Because the annotations are just static HTML snippets already, they can be easily put into the RSS feed itself, to allow a preview (even if that obviously wouldn't support all of the on-site features; they will link to the essay or the first tag-directory entry, so the RSS entry for https://www.theinformation.com/articles/openai-removes-ai-safety-leader-m-dry-a-onetime-ally-of-ceo-altman wouldn't link to TI but to its current tag-directory entry).

The main problem with this is that if an essay like a review is included each time its last-modified changes, the entry is not too useful: the annotation, which contains the page abstract, will likely still be the same and not mention whatever is changed. So you might see an essay pop up a dozen times in this RSS feed without knowing what changed. I could write a manual diff, but that is exactly the sort of "toil" I am trying to avoid on Gwern.net because it is unsustainable in the long run & such overhead unconsciously discourages a writer. (You feel like you are being punished---you wrote something, and your reward for a job well done is... being required to write even more?
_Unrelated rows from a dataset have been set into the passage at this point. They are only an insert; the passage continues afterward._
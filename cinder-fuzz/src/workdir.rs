//! Scoped allocation of files and directories for one solve attempt.

use crate::error::{BackendError, BackendResult};
use std::path::{Path, PathBuf};

/// Hands out paths under one externally owned root directory. Generated
/// source, binaries, tool logs, corpus and crash artifacts all land
/// here; nothing is cleaned up afterwards, so a failed run can be
/// inspected.
#[derive(Debug)]
pub struct WorkingDirectory {
    root: PathBuf,
}

impl WorkingDirectory {
    /// Use `root` as the working directory, creating it if needed.
    pub fn create(root: impl Into<PathBuf>) -> BackendResult<Self> {
        let root = root.into();
        std::fs::create_dir_all(&root).map_err(|source| BackendError::WorkingDirectory {
            path: root.clone(),
            source,
        })?;
        Ok(Self { root })
    }

    /// The root path.
    #[must_use]
    pub fn root(&self) -> &Path {
        &self.root
    }

    /// Path for a file named `name` directly under the root. The file
    /// is not created.
    #[must_use]
    pub fn path_to_file(&self, name: &str) -> PathBuf {
        self.root.join(name)
    }

    /// Create (or reuse) a subdirectory named `name` and return its path.
    pub fn new_directory(&self, name: &str) -> BackendResult<PathBuf> {
        let dir = self.root.join(name);
        std::fs::create_dir_all(&dir).map_err(|source| BackendError::WorkingDirectory {
            path: dir.clone(),
            source,
        })?;
        Ok(dir)
    }
}

#[cfg(test)]
mod tests {
    use super::*;

    #[test]
    fn test_allocates_under_root() {
        let tmp = tempfile::tempdir().unwrap();
        let wd = WorkingDirectory::create(tmp.path().join("run0")).unwrap();
        assert!(wd.root().is_dir());

        let file = wd.path_to_file("program.c");
        assert_eq!(file.parent().unwrap(), wd.root());
        assert!(!file.exists());

        let corpus = wd.new_directory("corpus").unwrap();
        assert!(corpus.is_dir());
        assert_eq!(corpus.parent().unwrap(), wd.root());
    }
}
Not fun.) It is also difficult to do any kind of labeling of importance of a patch upfront: a good essay update might be composed of dozens of patches, each trivial on their own; indeed, I might not realize where something is going until after the writing is all done, as I explore a topic or people respond or I dig up new sources or have a sudden realization - "completeness" is something that can be known only in retrospect, reviewing changes.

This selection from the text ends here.